Provide only the number of lines below in which the string "super" occurs.

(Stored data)
==============================

// Generated periodic-table data, Z = 1..=118. Molar masses in g/mol
// (IUPAC 2021 standard atomic weights; conventional values for elements
// without a stable isotope, i.e. the mass number of the longest-lived isotope).
use super::AtomicElement;

pub(super) static PERIODIC_TABLE: [AtomicElement; 118] = [
    AtomicElement { z: 1, symbol: "H", name: "Hydrogen", molar_mass: 1.008 },
    AtomicElement { z: 2, symbol: "He", name: "Helium", molar_mass: 4.002602 },
    AtomicElement { z: 3, symbol: "Li", name: "Lithium", molar_mass: 6.94 },
    AtomicElement { z: 4, symbol: "Be", name: "Beryllium", molar_mass: 9.0121831 },
    AtomicElement { z: 5, symbol: "B", name: "Boron", molar_mass: 10.81 },
    AtomicElement { z: 6, symbol: "C", name: "Carbon", molar_mass: 12.011 },
    AtomicElement { z: 7, symbol: "N", name: "Nitrogen", molar_mass: 14.007 },
    AtomicElement { z: 8, symbol: "O", name: "Oxygen", molar_mass: 15.999 },
    AtomicElement { z: 9, symbol: "F", name: "Fluorine", molar_mass: 18.998403163 },
    AtomicElement { z: 10, symbol: "Ne", name: "Neon", molar_mass: 20.1797 },
    AtomicElement { z: 11, symbol: "Na", name: "Sodium", molar_mass: 22.98976928 },
    AtomicElement { z: 12, symbol: "Mg", name: "Magnesium", molar_mass: 24.305 },
    AtomicElement { z: 13, symbol: "Al", name: "Aluminium", molar_mass: 26.9815385 },
    AtomicElement { z: 14, symbol: "Si", name: "Silicon", molar_mass: 28.085 },
    AtomicElement { z: 15, symbol: "P", name: "Phosphorus", molar_mass: 30.973761998 },
    AtomicElement { z: 16, symbol: "S", name: "Sulfur", molar_mass: 32.06 },
    AtomicElement { z: 17, symbol: "Cl", name: "Chlorine", molar_mass: 35.45 },
    AtomicElement { z: 18, symbol: "Ar", name: "Argon", molar_mass: 39.948 },
    AtomicElement { z: 19, symbol: "K", name: "Potassium", molar_mass: 39.0983 },
    AtomicElement { z: 20, symbol: "Ca", name: "Calcium", molar_mass: 40.078 },
    AtomicElement { z: 21, symbol: "Sc", name: "Scandium", molar_mass: 44.955908 },
    AtomicElement { z: 22, symbol: "Ti", name: "Titanium", molar_mass: 47.867 },
    AtomicElement { z: 23, symbol: "V", name: "Vanadium", molar_mass: 50.9415 },
    AtomicElement { z: 24, symbol: "Cr", name: "Chromium", molar_mass: 51.9961 },
    AtomicElement { z: 25, symbol: "Mn", name: "Manganese", molar_mass: 54.938044 },
    AtomicElement { z: 26, symbol: "Fe", name: "Iron", molar_mass: 55.845 },
    AtomicElement { z: 27, symbol: "Co", name: "Cobalt", molar_mass: 58.933194 },
    AtomicElement { z: 28, symbol: "Ni", name: "Nickel", molar_mass: 58.6934 },
    AtomicElement { z: 29, symbol: "Cu", name: "Copper", molar_mass: 63.546 },
    AtomicElement { z: 30, symbol: "Zn", name: "Zinc", molar_mass: 65.38 },
    AtomicElement { z: 31, symbol: "Ga", name: "Gallium", molar_mass: 69.723 },
    AtomicElement { z: 32, symbol: "Ge", name: "Germanium", molar_mass: 72.63 },
    AtomicElement { z: 33, symbol: "As", name: "Arsenic", molar_mass: 74.921595 },
    AtomicElement { z: 34, symbol: "Se", name: "Selenium", molar_mass: 78.971 },
    AtomicElement { z: 35, symbol: "Br", name: "Bromine", molar_mass: 79.904 },
    AtomicElement { z: 36, symbol: "Kr", name: "Krypton", molar_mass: 83.798 },
    AtomicElement { z: 37, symbol: "Rb", name: "Rubidium", molar_mass: 85.4678 },
    AtomicElement { z: 38, symbol: "Sr", name: "Strontium", molar_mass: 87.62 },
    AtomicElement { z: 39, symbol: "Y", name: "Yttrium", molar_mass: 88.90584 },
    AtomicElement { z: 40, symbol: "Zr", name: "Zirconium", molar_mass: 91.224 },
    AtomicElement { z: 41, symbol: "Nb", name: "Niobium", molar_mass: 92.90637 },
    AtomicElement { z: 42, symbol: "Mo", name: "Molybdenum", molar_mass: 95.95 },
    AtomicElement { z: 43, symbol: "Tc", name: "Technetium", molar_mass: 98.0 },
    AtomicElement { z: 44, symbol: "Ru", name: "Ruthenium", molar_mass: 101.07 },
    AtomicElement { z: 45, symbol: "Rh", name: "Rhodium", molar_mass: 102.9055 },
    AtomicElement { z: 46, symbol: "Pd", name: "Palladium", molar_mass: 106.42 },
    AtomicElement { z: 47, symbol: "Ag", name: "Silver", molar_mass: 107.8682 },
    AtomicElement { z: 48, symbol: "Cd", name: "Cadmium", molar_mass: 112.414 },
    AtomicElement { z: 49, symbol: "In", name: "Indium", molar_mass: 114.818 },
    AtomicElement { z: 50, symbol: "Sn", name: "Tin", molar_mass: 118.71 },
    AtomicElement { z: 51, symbol: "Sb", name: "Antimony", molar_mass: 121.76 },
    AtomicElement { z: 52, symbol: "Te", name: "Tellurium", molar_mass: 127.6 },
    AtomicElement { z: 53, symbol: "I", name: "Iodine", molar_mass: 126.90447 },
    AtomicElement { z: 54, symbol: "Xe", name: "Xenon", molar_mass: 131.293 },
    AtomicElement { z: 55, symbol: "Cs", name: "Caesium", molar_mass: 132.90545196 },
    AtomicElement { z: 56, symbol: "Ba", name: "Barium", molar_mass: 137.327 },
    AtomicElement { z: 57, symbol: "La", name: "Lanthanum", molar_mass: 138.90547 },
    AtomicElement { z: 58, symbol: "Ce", name: "Cerium", molar_mass: 140.116 },
    AtomicElement { z: 59, symbol: "Pr", name: "Praseodymium", molar_mass: 140.90766 },
    AtomicElement { z: 60, symbol: "Nd", name: "Neodymium", molar_mass: 144.242 },
    AtomicElement { z: 61, symbol: "Pm", name: "Promethium", molar_mass: 145.0 },
    AtomicElement { z: 62, symbol: "Sm", name: "Samarium", molar_mass: 150.36 },
    AtomicElement { z: 63, symbol: "Eu", name: "Europium", molar_mass: 151.964 },
    AtomicElement { z: 64, symbol: "Gd", name: "Gadolinium", molar_mass: 157.25 },
    AtomicElement { z: 65, symbol: "Tb", name: "Terbium", molar_mass: 158.92535 },
    AtomicElement { z: 66, symbol: "Dy", name: "Dysprosium", molar_mass: 162.5 },
    AtomicElement { z: 67, symbol: "Ho", name: "Holmium", molar_mass: 164.93033 },
    AtomicElement { z: 68, symbol: "Er", name: "Erbium", molar_mass: 167.259 },
    AtomicElement { z: 69, symbol: "Tm", name: "Thulium", molar_mass: 168.93422 },
    AtomicElement { z: 70, symbol: "Yb", name: "Ytterbium", molar_mass: 173.045 },
    AtomicElement { z: 71, symbol: "Lu", name: "Lutetium", molar_mass: 174.9668 },
    AtomicElement { z: 72, symbol: "Hf", name: "Hafnium", molar_mass: 178.49 },
    AtomicElement { z: 73, symbol: "Ta", name: "Tantalum", molar_mass: 180.94788 },
    AtomicElement { z: 74, symbol: "W", name: "Tungsten", molar_mass: 183.84 },
    AtomicElement { z: 75, symbol: "Re", name: "Rhenium", molar_mass: 186.207 },
    AtomicElement { z: 76, symbol: "Os", name: "Osmium", molar_mass: 190.23 },
    AtomicElement { z: 77, symbol: "Ir", name: "Iridium", molar_mass: 192.217 },
    AtomicElement { z: 78, symbol: "Pt", name: "Platinum", molar_mass: 195.084 },
    AtomicElement { z: 79, symbol: "Au", name: "Gold", molar_mass: 196.966569 },
    AtomicElement { z: 80, symbol: "Hg", name: "Mercury", molar_mass: 200.592 },
    AtomicElement { z: 81, symbol: "Tl", name: "Thallium", molar_mass: 204.38 },
    AtomicElement { z: 82, symbol: "Pb", name: "Lead", molar_mass: 207.2 },
    AtomicElement { z: 83, symbol: "Bi", name: "Bismuth", molar_mass: 208.9804 },
    AtomicElement { z: 84, symbol: "Po", name: "Polonium", molar_mass: 209.0 },
    AtomicElement { z: 85, symbol: "At", name: "Astatine", molar_mass: 210.0 },
    AtomicElement { z: 86, symbol: "Rn", name: "Radon", molar_mass: 222.0 },
    AtomicElement { z: 87, symbol: "Fr", name: "Francium", molar_mass: 223.0 },
    AtomicElement { z: 88, symbol: "Ra", name: "Radium", molar_mass: 226.0 },
    AtomicElement { z: 89, symbol: "Ac", name: "Actinium", molar_mass: 227.0 },
    AtomicElement { z: 90, symbol: "Th", name: "Thorium", molar_mass: 232.0377 },
    AtomicElement { z: 91, symbol: "Pa", name: "Protactinium", molar_mass: 231.03588 },
    AtomicElement { z: 92, symbol: "U", name: "Uranium", molar_mass: 238.02891 },
    AtomicElement { z: 93, symbol: "Np", name: "Neptunium", molar_mass: 237.0 },
    AtomicElement { z: 94, symbol: "Pu", name: "Plutonium", molar_mass: 244.0 },
    AtomicElement { z: 95, symbol: "Am", name: "Americium", molar_mass: 243.0 },
    AtomicElement { z: 96, symbol: "Cm", name: "Curium", molar_mass: 247.0 },
    AtomicElement { z: 97, symbol: "Bk", name: "Berkelium", molar_mass: 247.0 },
    AtomicElement { z: 98, symbol: "Cf", name: "Californium", molar_mass: 251.0 },
    AtomicElement { z: 99, symbol: "Es", name: "Einsteinium", molar_mass: 252.0 },
    AtomicElement { z: 100, symbol: "Fm", name: "Fermium", molar_mass: 257.0 },
    AtomicElement { z: 101, symbol: "Md", name: "Mendelevium", molar_mass: 258.0 },
    AtomicElement { z: 102, symbol: "No", name: "Nobelium", molar_mass: 259.0 },
    AtomicElement { z: 103, symbol: "Lr", name: "Lawrencium", molar_mass: 266.0 },
    AtomicElement { z: 104, symbol: "Rf", name: "Rutherfordium", molar_mass: 267.0 },
    AtomicElement { z: 105, symbol: "Db", name: "Dubnium", molar_mass: 268.0 },
    AtomicElement { z: 106, symbol: "Sg", name: "Seaborgium", molar_mass: 269.0 },
    AtomicElement { z: 107, symbol: "Bh", name: "Bohrium", molar_mass: 270.0 },
    AtomicElement { z: 108, symbol: "Hs", name: "Hassium", molar_mass: 269.0 },
    AtomicElement { z: 109, symbol: "Mt", name: "Meitnerium", molar_mass: 278.0 },
    AtomicElement { z: 110, symbol: "Ds", name: "Darmstadtium", molar_mass: 281.0 },
    AtomicElement { z: 111, symbol: "Rg", name: "Roentgenium", molar_mass: 282.0 },
    AtomicElement { z: 112, symbol: "Cn", name: "Copernicium", molar_mass: 285.0 },
    AtomicElement { z: 113, symbol: "Nh", name: "Nihonium", molar_mass: 286.0 },
    AtomicElement { z: 114, symbol: "Fl", name: "Flerovium", molar_mass: 289.0 },
    AtomicElement { z: 115, symbol: "Mc", name: "Moscovium", molar_mass: 290.0 },
    AtomicElement { z: 116, symbol: "Lv", name: "Livermorium", molar_mass: 293.0 },
    AtomicElement { z: 117, symbol: "Ts", name: "Tennessine", molar_mass: 294.0 },
    AtomicElement { z: 118, symbol: "Og", name: "Oganesson", molar_mass: 294.0 },
];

==============================

Problem solution
2